━━━ SOURCE MATERIAL ━━━

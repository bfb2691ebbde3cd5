//! Database operations for positions.

use crate::types::{Position, PositionStats, PositionStatus, Side, StrategyKind};
use crate::Result;
use chrono::{DateTime, Utc};
use rust_decimal::Decimal;
use sqlx::{PgPool, Row};
use uuid::Uuid;

/// Repository for position data.
pub struct PositionRepository {
    pool: PgPool,
}

impl PositionRepository {
    pub fn new(pool: PgPool) -> Self {
        Self { pool }
    }

    /// Insert a new position.
    pub async fn insert(&self, position: &Position) -> Result<()> {
        sqlx::query(
            r#"
            INSERT INTO positions (
                id, ticker, side, entry_price_cents, quantity, capital_committed,
                opened_at, status, closed_at, exit_price_cents, realized_pnl,
                strategy, rationale, last_updated
            )
            VALUES ($1, $2, $3, $4, $5, $6, $7, $8, $9, $10, $11, $12, $13, $14)
            "#,
        )
        .bind(position.id)
        .bind(&position.ticker)
        .bind(position.side.as_str())
        .bind(position.entry_price_cents)
        .bind(position.quantity)
        .bind(position.capital_committed)
        .bind(position.opened_at)
        .bind(status_to_i16(position.status))
        .bind(position.closed_at)
        .bind(position.exit_price_cents)
        .bind(position.realized_pnl)
        .bind(position.strategy.as_str())
        .bind(&position.rationale)
        .bind(position.last_updated)
        .execute(&self.pool)
        .await?;

        Ok(())
    }

    /// Update status and settlement fields.
    pub async fn update(&self, position: &Position) -> Result<()> {
        sqlx::query(
            r#"
            UPDATE positions SET
                status = $2,
                closed_at = $3,
                exit_price_cents = $4,
                realized_pnl = $5,
                last_updated = $6
            WHERE id = $1
            "#,
        )
        .bind(position.id)
        .bind(status_to_i16(position.status))
        .bind(position.closed_at)
        .bind(position.exit_price_cents)
        .bind(position.realized_pnl)
        .bind(position.last_updated)
        .execute(&self.pool)
        .await?;

        Ok(())
    }

    /// Get a position by ID.
    pub async fn get(&self, id: Uuid) -> Result<Option<Position>> {
        let row = sqlx::query(&select_sql("WHERE id = $1"))
            .bind(id)
            .fetch_optional(&self.pool)
            .await?;

        Ok(row.map(|r| row_to_position(&r)))
    }

    /// All positions still counting toward committed capital
    /// (Pending and Open).
    pub async fn get_exposed(&self) -> Result<Vec<Position>> {
        let rows = sqlx::query(&select_sql("WHERE status IN (0, 1) ORDER BY opened_at"))
            .fetch_all(&self.pool)
            .await?;

        Ok(rows.iter().map(row_to_position).collect())
    }

    /// Positions stuck in Pending, for crash recovery.
    pub async fn get_pending(&self) -> Result<Vec<Position>> {
        let rows = sqlx::query(&select_sql("WHERE status = 0 ORDER BY opened_at"))
            .fetch_all(&self.pool)
            .await?;

        Ok(rows.iter().map(row_to_position).collect())
    }

    /// Realized PnL summed over positions closed on the given UTC day.
    pub async fn realized_pnl_for_day(&self, day: chrono::NaiveDate) -> Result<Decimal> {
        let row = sqlx::query(
            r#"
            SELECT COALESCE(SUM(realized_pnl), 0) AS pnl
            FROM positions
            WHERE realized_pnl IS NOT NULL AND (closed_at AT TIME ZONE 'UTC')::date = $1
            "#,
        )
        .bind(day)
        .fetch_one(&self.pool)
        .await?;

        Ok(row.get("pnl"))
    }

    /// Aggregate statistics across all positions.
    pub async fn stats(&self) -> Result<PositionStats> {
        let row = sqlx::query(
            r#"
            SELECT
                COUNT(*) AS total,
                COUNT(*) FILTER (WHERE status IN (0, 1)) AS open,
                COUNT(*) FILTER (WHERE status IN (2, 3, 4, 5)) AS closed,
                COALESCE(SUM(realized_pnl), 0) AS pnl,
                COUNT(*) FILTER (WHERE realized_pnl > 0) AS wins,
                COUNT(*) FILTER (WHERE realized_pnl < 0) AS losses
            FROM positions
            "#,
        )
        .fetch_one(&self.pool)
        .await?;

        Ok(PositionStats {
            total_positions: row.get::<i64, _>("total") as u64,
            open_positions: row.get::<i64, _>("open") as u64,
            closed_positions: row.get::<i64, _>("closed") as u64,
            total_realized_pnl: row.get("pnl"),
            win_count: row.get::<i64, _>("wins") as u64,
            loss_count: row.get::<i64, _>("losses") as u64,
        })
    }
}

fn select_sql(where_clause: &str) -> String {
    format!(
        r#"
        SELECT
            id, ticker, side, entry_price_cents, quantity, capital_committed,
            opened_at, status, closed_at, exit_price_cents, realized_pnl,
            strategy, rationale, last_updated
        FROM positions
        {where_clause}
        "#
    )
}

fn status_to_i16(status: PositionStatus) -> i16 {
    match status {
        PositionStatus::Pending => 0,
        PositionStatus::Open => 1,
        PositionStatus::ClosedTakeProfit => 2,
        PositionStatus::ClosedStopLoss => 3,
        PositionStatus::ClosedExpired => 4,
        PositionStatus::ClosedManual => 5,
        PositionStatus::EntryFailed => 6,
    }
}

/// Convert a database row to a Position.
fn row_to_position(r: &sqlx::postgres::PgRow) -> Position {
    let opened_at: DateTime<Utc> = r.get("opened_at");
    let last_updated = r
        .get::<Option<DateTime<Utc>>, _>("last_updated")
        .unwrap_or(opened_at);

    Position {
        id: r.get("id"),
        ticker: r.get("ticker"),
        side: match r.get::<String, _>("side").as_str() {
            "no" => Side::No,
            _ => Side::Yes,
        },
        entry_price_cents: r.get("entry_price_cents"),
        quantity: r.get("quantity"),
        capital_committed: r.get("capital_committed"),
        opened_at,
        status: match r.get::<i16, _>("status") {
            0 => PositionStatus::Pending,
            1 => PositionStatus::Open,
            2 => PositionStatus::ClosedTakeProfit,
            3 => PositionStatus::ClosedStopLoss,
            4 => PositionStatus::ClosedExpired,
            5 => PositionStatus::ClosedManual,
            _ => PositionStatus::EntryFailed,
        },
        closed_at: r.get("closed_at"),
        exit_price_cents: r.get("exit_price_cents"),
        realized_pnl: r.get("realized_pnl"),
        strategy: match r.get::<String, _>("strategy").as_str() {
            "weather" => StrategyKind::Weather,
            _ => StrategyKind::VolEdge,
        },
        rationale: r.get("rationale"),
        last_updated,
    }
}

━━━

WHAT YOU NEED TO DO
Transcribe the entire listing above exactly.

OUTPUT FOR THIS TASK
repository bfb2691ebbde3cd5
//! Database operations for positions.

use crate::types::{Position, PositionStats, PositionStatus, Side, StrategyKind};
use crate::Result;
use chrono::{DateTime, Utc};
use rust_decimal::Decimal;
use sqlx::{PgPool, Row};
use uuid::Uuid;

/// Repository for position data.
pub struct PositionRepository {
    pool: PgPool,
}

impl PositionRepository {
    pub fn new(pool: PgPool) -> Self {
        Self { pool }
    }

    /// Insert a new position.
    pub async fn insert(&self, position: &Position) -> Result<()> {
        sqlx::query(
            r#"
            INSERT INTO positions (
                id, ticker, side, entry_price_cents, quantity, capital_committed,
                opened_at, status, closed_at, exit_price_cents, realized_pnl,
                strategy, rationale, last_updated
            )
            VALUES ($1, $2, $3, $4, $5, $6, $7, $8, $9, $10, $11, $12, $13, $14)
            "#,
        )
        .bind(position.id)
        .bind(&position.ticker)
        .bind(position.side.as_str())
        .bind(position.entry_price_cents)
        .bind(position.quantity)
        .bind(position.capital_committed)
        .bind(position.opened_at)
        .bind(status_to_i16(position.status))
        .bind(position.closed_at)
        .bind(position.exit_price_cents)
        .bind(position.realized_pnl)
        .bind(position.strategy.as_str())
        .bind(&position.rationale)
        .bind(position.last_updated)
        .execute(&self.pool)
        .await?;

        Ok(())
    }

    /// Update status and settlement fields.
    pub async fn update(&self, position: &Position) -> Result<()> {
        sqlx::query(
            r#"
            UPDATE positions SET
                status = $2,
                closed_at = $3,
                exit_price_cents = $4,
                realized_pnl = $5,
                last_updated = $6
            WHERE id = $1
            "#,
        )
        .bind(position.id)
        .bind(status_to_i16(position.status))
        .bind(position.closed_at)
        .bind(position.exit_price_cents)
        .bind(position.realized_pnl)
        .bind(position.last_updated)
        .execute(&self.pool)
        .await?;

        Ok(())
    }

    /// Get a position by ID.
    pub async fn get(&self, id: Uuid) -> Result<Option<Position>> {
        let row = sqlx::query(&select_sql("WHERE id = $1"))
            .bind(id)
            .fetch_optional(&self.pool)
            .await?;

        Ok(row.map(|r| row_to_position(&r)))
    }

    /// All positions still counting toward committed capital
    /// (Pending and Open).
    pub async fn get_exposed(&self) -> Result<Vec<Position>> {
        let rows = sqlx::query(&select_sql("WHERE status IN (0, 1) ORDER BY opened_at"))
            .fetch_all(&self.pool)
            .await?;

        Ok(rows.iter().map(row_to_position).collect())
    }

    /// Positions stuck in Pending, for crash recovery.
    pub async fn get_pending(&self) -> Result<Vec<Position>> {
        let rows = sqlx::query(&select_sql("WHERE status = 0 ORDER BY opened_at"))
            .fetch_all(&self.pool)
            .await?;

        Ok(rows.iter().map(row_to_position).collect())
    }

    /// Realized PnL summed over positions closed on the given UTC day.
    pub async fn realized_pnl_for_day(&self, day: chrono::NaiveDate) -> Result<Decimal> {
        let row = sqlx::query(
            r#"
            SELECT COALESCE(SUM(realized_pnl), 0) AS pnl
            FROM positions
            WHERE realized_pnl IS NOT NULL AND (closed_at AT TIME ZONE 'UTC')::date = $1
            "#,
        )
        .bind(day)
        .fetch_one(&self.pool)
        .await?;

        Ok(row.get("pnl"))
    }

    /// Aggregate statistics across all positions.
    pub async fn stats(&self) -> Result<PositionStats> {
        let row = sqlx::query(
            r#"
            SELECT
                COUNT(*) AS total,
                COUNT(*) FILTER (WHERE status IN (0, 1)) AS open,
                COUNT(*) FILTER (WHERE status IN (2, 3, 4, 5)) AS closed,
                COALESCE(SUM(realized_pnl), 0) AS pnl,
                COUNT(*) FILTER (WHERE realized_pnl > 0) AS wins,
                COUNT(*) FILTER (WHERE realized_pnl < 0) AS losses
            FROM positions
            "#,
        )
        .fetch_one(&self.pool)
        .await?;

        Ok(PositionStats {
            total_positions: row.get::<i64, _>("total") as u64,
            open_positions: row.get::<i64, _>("open") as u64,
            closed_positions: row.get::<i64, _>("closed") as u64,
            total_realized_pnl: row.get("pnl"),
            win_count: row.get::<i64, _>("wins") as u64,
            loss_count: row.get::<i64, _>("losses") as u64,
        })
    }
}

fn select_sql(where_clause: &str) -> String {
    format!(
        r#"
        SELECT
            id, ticker, side, entry_price_cents, quantity, capital_committed,
            opened_at, status, closed_at, exit_price_cents, realized_pnl,
            strategy, rationale, last_updated
        FROM positions
        {where_clause}
        "#
    )
}

fn status_to_i16(status: PositionStatus) -> i16 {
    match status {
        PositionStatus::Pending => 0,
        PositionStatus::Open => 1,
        PositionStatus::ClosedTakeProfit => 2,
        PositionStatus::ClosedStopLoss => 3,
        PositionStatus::ClosedExpired => 4,
        PositionStatus::ClosedManual => 5,
        PositionStatus::EntryFailed => 6,
    }
}

/// Convert a database row to a Position.
fn row_to_position(r: &sqlx::postgres::PgRow) -> Position {
    let opened_at: DateTime<Utc> = r.get("opened_at");
    let last_updated = r
        .get::<Option<DateTime<Utc>>, _>("last_updated")
        .unwrap_or(opened_at);

    Position {
        id: r.get("id"),
        ticker: r.get("ticker"),
        side: match r.get::<String, _>("side").as_str() {
            "no" => Side::No,
            _ => Side::Yes,
        },
        entry_price_cents: r.get("entry_price_cents"),
        quantity: r.get("quantity"),
        capital_committed: r.get("capital_committed"),
        opened_at,
        status: match r.get::<i16, _>("status") {
            0 => PositionStatus::Pending,
            1 => PositionStatus::Open,
            2 => PositionStatus::ClosedTakeProfit,
            3 => PositionStatus::ClosedStopLoss,
            4 => PositionStatus::ClosedExpired,
            5 => PositionStatus::ClosedManual,
            _ => PositionStatus::EntryFailed,
        },
        closed_at: r.get("closed_at"),
        exit_price_cents: r.get("exit_price_cents"),
        realized_pnl: r.get("realized_pnl"),
        strategy: match r.get::<String, _>("strategy").as_str() {
            "weather" => StrategyKind::Weather,
            _ => StrategyKind::VolEdge,
        },
        rationale: r.get("rationale"),
        last_updated,
    }
}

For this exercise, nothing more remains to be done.